Left ventricular global longitudinal strain (LVGLS) is a highly sensitive echocardiographic biomarker that detects signs of myocardial dysfunction. It has been proven that exercise-based cardiac rehabilitation (CR) improves LV-GLS but whether high-intensity interval training (HIIT) is more efficient than moderate-intensity interval training (MIIT) to improve LV-GLS as cardiac deformation index in cardiovascular patients is debatable. In the current systematic review and meta-analysis, different digital databases including PubMed, Scopus, Web of Science (ISI), and Google Scholar were searched systematically with no time restriction to answer the abovementioned question. Studies were included that reported GLS as the outcome in CVD subjects before and after enrolling in HIIT and/or MITT. A random effects model was used for meta-analysis. Eleven sets of results from nine articles—two of which had two sets of results—were included. The result of the sensitivity test to check the publication bias was not significant either for MIIT (p = 0.211) or for HIIT (p = 0.238). Our findings showed that GLS was improved significantly after both MIIT (−1.72. [−2.68, −0.77]) and HIIT (−1.86 [−3.01, −0.71]) in CVD patients; however, the effect of HIIT was greater than MIIT. Subgroup analysis results showed that baseline disease and duration of exercises do not influence the effect of training on GLS. More studies are needed to confirm the conclusion.

1. Introduction

Echocardiography is usually the first-line imaging modality that is readily available in the acute clinical setting. Left ventricular ejection fraction (LVEF) by echocardiography is a widely used parameter to describe myocardial performance after an acute myocardial infarction (AMI).
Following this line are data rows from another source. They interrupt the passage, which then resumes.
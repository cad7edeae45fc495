//! Core types and utilities

pub mod position;
pub mod units;

pub use position::{Coord, Direction};
pub use units::Millis;
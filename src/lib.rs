//! Cross-referenced board model built from the flat records of a board file.
//!
//! A [`BrdBoard`] is built once from a [`raw::RawBoard`] and is read-only
//! afterwards. Pins, nets and components refer to each other through the
//! index handles [`PinId`], [`NetId`] and [`ComponentId`].

mod convert;
pub mod error;
pub mod raw;
mod registry;
mod sexpr;

pub use error::{ParseError, RecordError};

/// Name of the net collecting every pin without a usable net name. Any net
/// name starting with this prefix is folded into it.
pub const UNCONNECTED_NET_NAME: &str = "UNCONNECTED";
/// Name of the component holding all test pads. Parts whose name starts with
/// it are dummies.
pub const DUMMY_COMPONENT_NAME: &str = "...";
pub const GROUND_NET_NAME: &str = "GND";

#[derive(Debug, Clone, Copy, Default, PartialEq)]
pub struct Point {
    pub x: f64,
    pub y: f64,
}

impl Point {
    pub fn new(x: f64, y: f64) -> Self {
        Self { x, y }
    }
}

impl From<raw::RawPoint> for Point {
    fn from(raw::RawPoint { x, y }: raw::RawPoint) -> Self {
        Self { x, y }
    }
}

#[derive(Debug, Clone, Copy, Default, PartialEq, Eq, Hash)]
pub enum BoardSide {
    Top,
    Bottom,
    #[default]
    Both,
}

impl BoardSide {
    pub fn is_top(self) -> bool {
        matches!(self, Self::Top | Self::Both)
    }

    pub fn is_bottom(self) -> bool {
        matches!(self, Self::Bottom | Self::Both)
    }
}

#[derive(Debug, Clone, Copy, Default, PartialEq, Eq, Hash)]
pub enum MountType {
    Smd,
    #[default]
    Dip,
}

#[derive(Debug, Clone, Copy, Default, PartialEq, Eq, Hash)]
pub enum ComponentType {
    #[default]
    Normal,
    /// Placeholder holding test pads
    Dummy,
}

#[derive(Debug, Clone, Copy, PartialEq, Eq, Hash)]
pub enum PinType {
    Component,
    TestPad,
    NotConnected,
}

/// Handle of a net in [`Board::nets`]
#[derive(Debug, Clone, Copy, PartialEq, Eq, Hash, PartialOrd, Ord)]
pub struct NetId(usize);

/// Handle of a component in [`Board::components`]
#[derive(Debug, Clone, Copy, PartialEq, Eq, Hash, PartialOrd, Ord)]
pub struct ComponentId(usize);

/// Handle of a pin in [`Board::pins`]
#[derive(Debug, Clone, Copy, PartialEq, Eq, Hash, PartialOrd, Ord)]
pub struct PinId(usize);

macro_rules! impl_index {
    ($($id:ident),*) => {
        $(impl $id {
            pub fn index(self) -> usize {
                self.0
            }
        })*
    };
}

impl_index!(NetId, ComponentId, PinId);

/// An electrical net, unique by name
#[derive(Debug, Clone, PartialEq)]
pub struct Net {
    pub name: String,
    pub is_ground: bool,
    /// Probe number, only known for nets with a nail
    pub number: Option<u32>,
    pub board_side: Option<BoardSide>,
    pub pins: Vec<PinId>,
}

impl Net {
    pub fn is_unconnected(&self) -> bool {
        self.name == UNCONNECTED_NET_NAME
    }
}

/// A part placed on the board
#[derive(Debug, Clone, PartialEq)]
pub struct Component {
    pub name: String,
    pub mfgcode: String,
    pub p1: Point,
    pub p2: Point,
    pub board_side: BoardSide,
    pub mount_type: MountType,
    pub component_type: ComponentType,
    pub pins: Vec<PinId>,
}

impl Component {
    pub fn is_dummy(&self) -> bool {
        self.component_type == ComponentType::Dummy
    }
}

#[derive(Debug, Clone, PartialEq)]
pub struct Pin {
    pub pin_type: PinType,
    /// Side of the net for test pads, of the component otherwise
    pub board_side: BoardSide,
    /// Explicit label from the file, or the position within its part
    pub number: String,
    pub position: Point,
    pub diameter: f64,
    pub net: NetId,
    pub component: ComponentId,
}

/// The file format a board model was built from
#[derive(Debug, Clone, Copy, PartialEq, Eq, Hash)]
pub enum BoardType {
    Brd,
}

/// Read-only view shared by every board format
pub trait Board {
    fn board_type(&self) -> BoardType;
    /// Board outline, in file order
    fn outline_points(&self) -> &[Point];
    /// Components sorted by name, exactly one of them the dummy
    fn components(&self) -> &[Component];
    /// Pins in file order
    fn pins(&self) -> &[Pin];
    /// Nets sorted by name, including the unconnected net
    fn nets(&self) -> &[Net];
}

/// Board model built from BRD style records
#[derive(Debug, Clone, PartialEq)]
pub struct BrdBoard {
    outline: Vec<Point>,
    components: Vec<Component>,
    pins: Vec<Pin>,
    nets: Vec<Net>,
    unconnected: NetId,
    dummy: ComponentId,
}

impl BrdBoard {
    /// Read a record dump and build the board from it
    pub fn from_dump(input: &str) -> Result<Self, ParseError> {
        let raw = raw::RawBoard::try_from(input)?;
        Ok(Self::try_from(raw)?)
    }

    pub fn net(&self, id: NetId) -> &Net {
        &self.nets[id.0]
    }

    pub fn component(&self, id: ComponentId) -> &Component {
        &self.components[id.0]
    }

    pub fn pin(&self, id: PinId) -> &Pin {
        &self.pins[id.0]
    }

    pub fn net_by_name(&self, name: &str) -> Option<&Net> {
        self.nets
            .binary_search_by(|net| net.name.as_str().cmp(name))
            .ok()
            .map(|idx| &self.nets[idx])
    }

    pub fn unconnected_net(&self) -> &Net {
        self.net(self.unconnected)
    }

    pub fn dummy_component(&self) -> &Component {
        self.component(self.dummy)
    }

    pub fn net_pins<'a>(&'a self, net: &'a Net) -> impl Iterator<Item = &'a Pin> + 'a {
        net.pins.iter().map(|&id| self.pin(id))
    }

    pub fn component_pins<'a>(
        &'a self,
        comp: &'a Component,
    ) -> impl Iterator<Item = &'a Pin> + 'a {
        comp.pins.iter().map(|&id| self.pin(id))
    }
}

impl Board for BrdBoard {
    fn board_type(&self) -> BoardType {
        BoardType::Brd
    }

    fn outline_points(&self) -> &[Point] {
        &self.outline
    }

    fn components(&self) -> &[Component] {
        &self.components
    }

    fn pins(&self) -> &[Pin] {
        &self.pins
    }

    fn nets(&self) -> &[Net] {
        &self.nets
    }
}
The risk stratification after AMI is recommended 6–12 weeks after the admission, and LVEF < 35% is currently the major indication for an implantable cardiac defibrillator (ICD) implantation [1, 2].

Global longitudinal strain (GLS) is a promising echocardiographic indicator of cardiac performance in heart failure (HF) and can be easily assessed using a 2D echocardiogram [1, 3]. GLS primarily reflects the function of the subendocardial fibers, which are oriented longitudinally and are most susceptible to ischemic injury and wall stress. As a result, GLS can reveal abnormal contraction patterns even when LVEF remains within the normal range [1, 4, 5]. A review of data from 16 studies revealed that GLS is a more reliable predictor of major adverse cardiac events (MACE) compared to EF. The findings showed that changes in baseline GLS had a stronger association with mortality than LVEF [6].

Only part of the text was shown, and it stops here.